Многие, среди них некоторые более осведомленные, были настроены оптимистично, поскольку ожидаемая прелюдия привела бы к страшному кровопролитию. Генерал Андре Бофр назвал эту ситуацию «фарсом, разыгрываемым по обоюдному согласию», который не приведет ни к чему серьезному, «если мы правильно сыграем свою роль». Альфред Дафф Купер, ушедший в отставку с поста первого лорда адмиралтейства в знак протеста против Мюнхенского сговора, выступая перед американской аудиторией в Париже, необдуманно заявил, что союзники «нашли новый способ ведения войны, не жертвуя человеческими жизнями»[102].

Многие заявляли, что все это скоро закончится, что это не может продолжаться, что в этом нет никакого смысла. Премьер-министр Невилл Чемберлен в частной беседе сказал, что он «предчувствует», что к лету война закончится. Другие думали иначе; в Париже и Лондоне люди, занимавшие высокое положение, были убеждены, что война будет продолжаться в том же духе и морская блокада медленно задушит рейх фюрера. Это, конечно, займет пару лет, но к тому времени у британцев будет пятьдесят дивизий, и вместе с сотней американских дивизий, они нанесут Гитлеру смертельный удар.
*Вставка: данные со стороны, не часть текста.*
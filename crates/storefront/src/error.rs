//! Cart error taxonomy with Sentry integration.
//!
//! Every cart operation returns `Result<(), CartError>`. The same error is
//! turned into a shopper-facing message via [`CartError::user_message`], and
//! unexpected failures (catalog, storage) are captured to Sentry.

use std::fmt;

use rocketshoes_core::{CartRuleViolation, ProductId};
use thiserror::Error;

use crate::catalog::CatalogError;
use crate::storage::StorageError;

/// Message shown whenever a quantity exceeds the available stock.
pub const STOCK_EXCEEDED_MESSAGE: &str = "Requested quantity exceeds stock";

/// The three cart operations, used to pick the failure message.
#[derive(Debug, Clone, Copy, PartialEq, Eq)]
pub enum CartOperation {
    Add,
    Remove,
    UpdateAmount,
}

impl CartOperation {
    /// Generic message for a failure of this operation.
    #[must_use]
    pub const fn failure_message(self) -> &'static str {
        match self {
            Self::Add => "Error adding product",
            Self::Remove => "Error removing product",
            Self::UpdateAmount => "Error changing product quantity",
        }
    }
}

impl fmt::Display for CartOperation {
    fn fmt(&self, f: &mut fmt::Formatter<'_>) -> fmt::Result {
        match self {
            Self::Add => write!(f, "add_product"),
            Self::Remove => write!(f, "remove_product"),
            Self::UpdateAmount => write!(f, "update_product_amount"),
        }
    }
}

/// Why a cart operation failed.
#[derive(Debug, Error)]
pub enum CartError {
    /// Requested quantity is above the available stock.
    #[error(
        "Stock exceeded: {requested} units of product {product_id} requested, {available} available"
    )]
    StockExceeded {
        product_id: ProductId,
        requested: i64,
        available: u32,
    },

    /// The product is not in the cart.
    #[error("Not found: product {0} is not in the cart")]
    NotFound(ProductId),

    /// Quantity must be a positive integer.
    #[error("Invalid amount: {0}")]
    InvalidAmount(i64),

    /// Stock or product lookup failed.
    #[error("Catalog error: {0}")]
    Catalog(#[from] CatalogError),

    /// The cart could not be persisted.
    #[error("Storage error: {0}")]
    Storage(#[from] StorageError),

    /// The cart could not be encoded for storage.
    #[error("Serialization error: {0}")]
    Serialize(#[from] serde_json::Error),
}

impl From<CartRuleViolation> for CartError {
    fn from(violation: CartRuleViolation) -> Self {
        match violation {
            CartRuleViolation::StockExceeded {
                product_id,
                requested,
                available,
            } => Self::StockExceeded {
                product_id,
                requested,
                available,
            },
            CartRuleViolation::NotInCart(product_id) => Self::NotFound(product_id),
            CartRuleViolation::InvalidAmount(amount) => Self::InvalidAmount(amount),
        }
    }
}

impl CartError {
    /// Message shown to the shopper when `operation` fails with this error.
    ///
    /// Only a stock shortfall gets its own message; every other cause is
    /// reported with the operation's generic failure message.
    #[must_use]
    pub const fn user_message(&self, operation: CartOperation) -> &'static str {
        match self {
            Self::StockExceeded { .. } => STOCK_EXCEEDED_MESSAGE,
            _ => operation.failure_message(),
        }
    }

    /// Whether this failure points at infrastructure rather than the request.
    #[must_use]
    pub const fn is_unexpected(&self) -> bool {
        matches!(
            self,
            Self::Catalog(_) | Self::Storage(_) | Self::Serialize(_)
        )
    }
}

/// Record a failed operation: unexpected failures go to Sentry and the error
/// log. Rejected requests are logged at info so they only end up as
/// breadcrumbs.
pub fn report_failure(operation: CartOperation, product_id: ProductId, error: &CartError) {
    if error.is_unexpected() {
        let event_id = sentry::capture_error(error);
        tracing::error!(
            %operation,
            %product_id,
            error = %error,
            sentry_event_id = %event_id,
            "Cart operation failed"
        );
    } else {
        tracing::info!(%operation, %product_id, error = %error, "Cart operation rejected");
    }
}

/// Add a breadcrumb for cart activity.
///
/// Breadcrumbs appear in Sentry error reports to show the trail of cart
/// changes leading up to an error.
///
/// # Example
///
/// ```rust,ignore
/// add_breadcrumb("cart", "Added product", Some(&[("product_id", "1")]));
/// ```
pub fn add_breadcrumb(category: &str, message: &str, data: Option<&[(&str, &str)]>) {
    let mut breadcrumb = sentry::Breadcrumb {
        category: Some(category.to_string()),
        message: Some(message.to_string()),
        level: sentry::Level::Info,
        ..Default::default()
    };

    if let Some(pairs) = data {
        for (key, value) in pairs {
            breadcrumb.data.insert(
                (*key).to_string(),
                serde_json::Value::String((*value).to_string()),
            );
        }
    }

    sentry::add_breadcrumb(breadcrumb);
}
По мнению выдающегося французского ученого Альфреда Сови, французский народ согласился участвовать в войне, хотя и неохотно. Французы верили, что Франция победит. Они были уверены, отметил Уильям Лоуренс Ширер, корреспондент Си-би-эс в Берлине, что для победы демократии следует объявить войну, что, если «свободный народ» объединиться в желании победить, никакая «управляемая сила», подобная гитлеровской, не сможет победить… они рассказывают о гигантских военных усилиях и объясняют, что благодаря демократии военные усилия, безусловно, значительнее, чем в Германии, поскольку на добровольных началах». Ширер также отметил растущее убеждение, что «в этой странной войне нет никакой необходимости страдать, лишать себя хорошей, легкой жизни. На этот раз в жертве нет необходимости».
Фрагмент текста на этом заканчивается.